I either need kind, encouraging words or a good solid kick in the ass. I am having a crisis of faith. Maybe more accurately described as a crisis of words. They all seem to be stuck somewhere inside me and no amount of shaking seems to be able to get them out. They are all there. I can see them and hear them. But whenever I sit down to write them, they hide behind every possible distraction I can muster up. I am nearly to the point of throwing in the towel and just admitting to myself that I can’t write for shit and maybe sitting on my ass and watching tv is a much better occupation for me. It’s hockey season so there is no lack of good tv. And hockey players are seriously hot when they are all sweaty and physical. Yeah, maybe I should just admit defeat and surrender to the lure of the testosterone on skates.

So…I have had a story in my head for some time now. I have it all written in there. Really. I can see it and hear it and feel it from start to finish. Maybe that is it? Maybe I have it complete in my head so don’t feel the need to finish putting it “on paper”? I do run into that. But I really want to finish it. Maybe the truth is that it just sucks and I am trying subconsciously to save myself from complete and utter humiliation? I have killed more than one story for that reason. I don’t know.

So…I will post what I have written so far, the part that has made it “to paper.” I want to know some things. I want to know, of course, if it sucks. Be honest and save the world from another badly written, badly conceived bit of babble. Whether or not it sucks, I really would like to know your feelings on the main character. I want to know what sense of him comes through. DO you get a sense of him? What gives you that sense? *laughs* Part of that question is inspired by my son’s English class. They are learning about characterization and I used this story in progress (more or less) as an example of things that start to give you a sense of a character. But mostly I just want to see what I have written through the eyes of the reader, to get a sense of whether what I am attempting to do is actually working. I’m usually afraid to actually ask that of anyone but ‘he who points out things’ because he has a way of making “it sucks oak root” sound positive. I do love him for that.

So… (yes, I say that a lot) here is what I have so far. Please feel free to be honest. Please also feel free to tell me why I should or shouldn’t just watch hockey and forget about writing.
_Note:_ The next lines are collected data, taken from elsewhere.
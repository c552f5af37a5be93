//! # dtask-runtime
//!
//! Thread-based runtime for the dtask deferred scheduler.
//!
//! This crate provides:
//! - Configuration with environment overrides
//! - Epoch-count parking used by every blocking wait
//! - Delay queue with a pluggable backend, driven by one poller thread
//! - Bounded worker pool with queue-full backpressure
//! - `Scheduler` facade composing the two

pub mod config;
pub mod parking;
pub mod timer;
pub mod pool;
pub mod scheduler;

// Re-exports
pub use config::{FireMode, PollStrategy, QueueFullPolicy, SchedulerConfig};
pub use pool::{PoolConfig, PoolStats, ResultHandle, TaskHandle, TaskState, WorkerPool};
pub use scheduler::{Scheduler, SchedulerHandle, SchedulerStats};
pub use timer::{DelayQueue, DueTimer, PollerStats, TimerBackendType, TimerHandle};
//! Handles returned by pool submissions

use std::fmt;
use std::sync::atomic::{AtomicU8, Ordering};
use std::sync::mpsc::{Receiver, RecvTimeoutError};
use std::sync::Arc;
use std::time::Duration;

use dtask_core::{DTaskError, DTaskResult, TaskId};

/// Lifecycle of a pool item
#[repr(u8)]
#[derive(Debug, Clone, Copy, PartialEq, Eq)]
pub enum TaskState {
    /// Queued, not yet picked up
    Pending = 0,
    /// A worker is executing it
    Running = 1,
    /// Ran to completion (or panicked)
    Finished = 2,
    /// Cancelled before a worker picked it up
    Cancelled = 3,
}

impl TaskState {
    #[inline]
    fn from_u8(v: u8) -> Self {
        match v {
            0 => TaskState::Pending,
            1 => TaskState::Running,
            2 => TaskState::Finished,
            _ => TaskState::Cancelled,
        }
    }
}

/// Shared state cell between a handle and the queued job
#[derive(Debug)]
pub(crate) struct StateCell(AtomicU8);

impl StateCell {
    pub(crate) fn new() -> Arc<Self> {
        Arc::new(StateCell(AtomicU8::new(TaskState::Pending as u8)))
    }

    #[inline]
    pub(crate) fn get(&self) -> TaskState {
        TaskState::from_u8(self.0.load(Ordering::Acquire))
    }

    /// Single authoritative transition out of `Pending`
    #[inline]
    pub(crate) fn transition(&self, to: TaskState) -> bool {
        self.0
            .compare_exchange(
                TaskState::Pending as u8,
                to as u8,
                Ordering::AcqRel,
                Ordering::Acquire,
            )
            .is_ok()
    }

    #[inline]
    pub(crate) fn finish(&self) {
        self.0.store(TaskState::Finished as u8, Ordering::Release);
    }
}

/// Handle to a fire-and-forget pool submission
#[derive(Clone)]
pub struct TaskHandle {
    id: TaskId,
    state: Arc<StateCell>,
}

impl TaskHandle {
    pub(crate) fn new(id: TaskId, state: Arc<StateCell>) -> Self {
        Self { id, state }
    }

    /// Submission id
    #[inline]
    pub fn id(&self) -> TaskId {
        self.id
    }

    /// Current lifecycle state
    #[inline]
    pub fn state(&self) -> TaskState {
        self.state.get()
    }

    /// Cancel if no worker has started it yet
    ///
    /// Returns false once the item is running, finished or already
    /// cancelled. A cancelled item still occupies its queue slot until
    /// a worker dequeues and discards it.
    pub fn cancel(&self) -> bool {
        self.state.transition(TaskState::Cancelled)
    }

    /// True once the item finished or was cancelled
    #[inline]
    pub fn is_done(&self) -> bool {
        matches!(self.state(), TaskState::Finished | TaskState::Cancelled)
    }
}

impl fmt::Debug for TaskHandle {
    fn fmt(&self, f: &mut fmt::Formatter<'_>) -> fmt::Result {
        f.debug_struct("TaskHandle")
            .field("id", &self.id)
            .field("state", &self.state())
            .finish()
    }
}

/// Handle to a pool submission that produces a value
///
/// A panic in the work item yields `CallbackFailed`; a cancelled item
/// yields `Cancelled`.
pub struct ResultHandle<T> {
    task: TaskHandle,
    rx: Receiver<DTaskResult<T>>,
}

impl<T> ResultHandle<T> {
    pub(crate) fn new(task: TaskHandle, rx: Receiver<DTaskResult<T>>) -> Self {
        Self { task, rx }
    }

    /// Cancel if not yet started
    pub fn cancel(&self) -> bool {
        self.task.cancel()
    }

    /// Block until the item finished
    pub fn wait(self) -> DTaskResult<T> {
        self.rx.recv().unwrap_or(Err(DTaskError::Cancelled))
    }

    /// Block at most `timeout`; `None` if still not finished
    pub fn wait_timeout(&self, timeout: Duration) -> Option<DTaskResult<T>> {
        match self.rx.recv_timeout(timeout) {
            Ok(result) => Some(result),
            Err(RecvTimeoutError::Timeout) => None,
            Err(RecvTimeoutError::Disconnected) => Some(Err(DTaskError::Cancelled)),
        }
    }
}

impl<T> fmt::Debug for ResultHandle<T> {
    fn fmt(&self, f: &mut fmt::Formatter<'_>) -> fmt::Result {
        f.debug_struct("ResultHandle").field("task", &self.task).finish()
    }
}

#[cfg(test)]
mod tests {
    use super::*;

    #[test]
    fn test_cancel_only_from_pending() {
        let handle = TaskHandle::new(TaskId::next(), StateCell::new());
        assert_eq!(handle.state(), TaskState::Pending);
        assert!(handle.cancel());
        assert!(!handle.cancel());
        assert!(handle.is_done());
    }

    #[test]
    fn test_cancel_loses_to_running() {
        let cell = StateCell::new();
        let handle = TaskHandle::new(TaskId::next(), Arc::clone(&cell));
        assert!(cell.transition(TaskState::Running));
        assert!(!handle.cancel());
        cell.finish();
        assert_eq!(handle.state(), TaskState::Finished);
    }

    #[test]
    fn test_result_handle_disconnected_is_cancelled() {
        let (tx, rx) = std::sync::mpsc::sync_channel::<DTaskResult<u8>>(1);
        let handle = ResultHandle::new(TaskHandle::new(TaskId::next(), StateCell::new()), rx);
        assert!(handle.wait_timeout(Duration::ZERO).is_none());
        drop(tx);
        assert_eq!(handle.wait(), Err(DTaskError::Cancelled));
    }
}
Crime Scene (working title)

“So you’re a photographer?” she asked, leaning closer to him. Up until this point her interest had been more polite than anything else. He knew that. It was always the way. It was why he always found a way to introduce that into the conversation.

“Yes,” he replied with a smile. “You may have seen some of my work. I’ve had several showings at the gallery down the street.”
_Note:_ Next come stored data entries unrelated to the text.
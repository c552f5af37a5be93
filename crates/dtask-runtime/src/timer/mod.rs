//! Timer subsystem for the dtask runtime
//!
//! Deferred callbacks are held in a [`DelayQueue`] until their deadline
//! passes, then handed out by the single poller thread.
//!
//! # Architecture
//!
//! ```text
//!            Scheduler::after(delay, cb)
//!                       │
//!                       ▼
//!                  DelayQueue ──── wake on earlier insert ───┐
//!                       │                                    │
//!                       ▼                                    ▼
//!           ┌───────────────────────┐                 poller thread
//!           │   dyn TimerBackend    │ ◄── pop_due(now) ──────┘
//!           └───────────────────────┘                        │
//!                       │                                    ▼
//!              BucketTimerBackend                  dyn TimerDispatch
//!      (BTreeMap<deadline, FIFO bucket>)        (inline or worker pool)
//! ```

mod entry;
pub mod impls;
mod queue;
pub mod poller;

pub use entry::{TimerEntry, TimerHandle};
pub use impls::{create_backend, TimerBackendType};
pub use poller::{spawn_poller, Dispatched, InlineDispatch, PollerConfig, PollerHandle, PollerStats, TimerDispatch};
pub use queue::DelayQueue;

use std::fmt;
use std::time::Instant;

use dtask_core::{DTaskResult, Task};

/// A timer whose deadline has passed, detached from the backend
pub struct DueTimer {
    pub handle: TimerHandle,
    pub deadline: Instant,
    pub task: Task,
}

impl fmt::Debug for DueTimer {
    fn fmt(&self, f: &mut fmt::Formatter<'_>) -> fmt::Result {
        f.debug_struct("DueTimer")
            .field("handle", &self.handle)
            .field("deadline", &self.deadline)
            .finish_non_exhaustive()
    }
}

/// Outcome of a successful insert
#[derive(Debug, Clone, Copy, PartialEq, Eq)]
pub struct Scheduled {
    pub handle: TimerHandle,
    /// The entry's deadline is now the earliest pending one
    pub earliest: bool,
}

/// Core timer trait - implement this for different backends
///
/// All implementations must be thread-safe (Send + Sync): any thread may
/// insert or cancel while the poller pops.
pub trait TimerBackend: Send + Sync {
    /// Insert a timer entry
    ///
    /// `earliest` must be decided under the same lock as the insert, so a
    /// concurrent `pop_due` cannot make it stale. Fails with
    /// `TimerCapacity` when the backend is at its limit.
    fn schedule(&self, entry: TimerEntry) -> DTaskResult<Scheduled>;

    /// Insert a timer entry, returns handle for cancellation
    fn insert(&self, entry: TimerEntry) -> DTaskResult<TimerHandle> {
        self.schedule(entry).map(|s| s.handle)
    }

    /// Remove a timer that has not fired yet
    ///
    /// Returns true if the timer was found and removed. Shares the lock
    /// with `pop_due`, so exactly one of cancel/fire wins.
    fn cancel(&self, handle: TimerHandle) -> bool;

    /// Detach every entry with deadline <= `now`
    ///
    /// Earliest deadline first; insertion order within one deadline.
    fn pop_due(&self, now: Instant) -> Vec<DueTimer>;

    /// Detach everything, regardless of deadline (used on shutdown)
    fn drain(&self) -> Vec<DueTimer>;

    /// Earliest pending deadline, None if empty
    fn next_deadline(&self) -> Option<Instant>;

    /// Number of pending timers
    fn len(&self) -> usize;

    /// Check if no timers are scheduled
    fn is_empty(&self) -> bool {
        self.len() == 0
    }

    /// Lifetime counters
    fn stats(&self) -> TimerStats;

    /// Backend name for debugging/logging
    fn name(&self) -> &'static str {
        "unknown"
    }
}

/// Lifetime counters for a timer backend
#[derive(Debug, Clone, Copy, Default, PartialEq, Eq)]
pub struct TimerStats {
    /// Currently pending timers
    pub pending: usize,
    /// Distinct deadlines currently held
    pub buckets: usize,
    pub total_inserted: u64,
    pub total_fired: u64,
    pub total_cancelled: u64,
    /// Inserts refused by the capacity limit
    pub total_rejected: u64,
}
She tipped her head slightly to one side. Her dark red hair brushed her bare shoulder, and he noticed how it almost shimmered in the slightly dim light of the bar. Natural? Yes, it had to be. Her skin had that creamy pearlescence that only belonged to red heads born from nature and not from a bottle. Beautiful skin. Smooth, flawless skin. He could almost feel its softness on his fingertips.

“Maybe,” she replied. “What type of photos were they?”

He smiled. He doubted she even knew there was a gallery down the street. “An assortment. I like to take pictures of beautiful things. Sometimes they are things that others don’t realize are beautiful—until they see them through my lens, and my eyes.”

He made a “picture frame” with his fingers and held them up in front of her. “You have perfect bone structure for the camera. Has anyone ever told you that?” It was a line, but it was true. Her features were sharp, clearly defined. The right lighting would cast them into a spectacular display of angles and planes. She would be stunning in black and white. Though the dark, rich redness of her hair would be lost. Black and white and red… Stark contrasts. Yes…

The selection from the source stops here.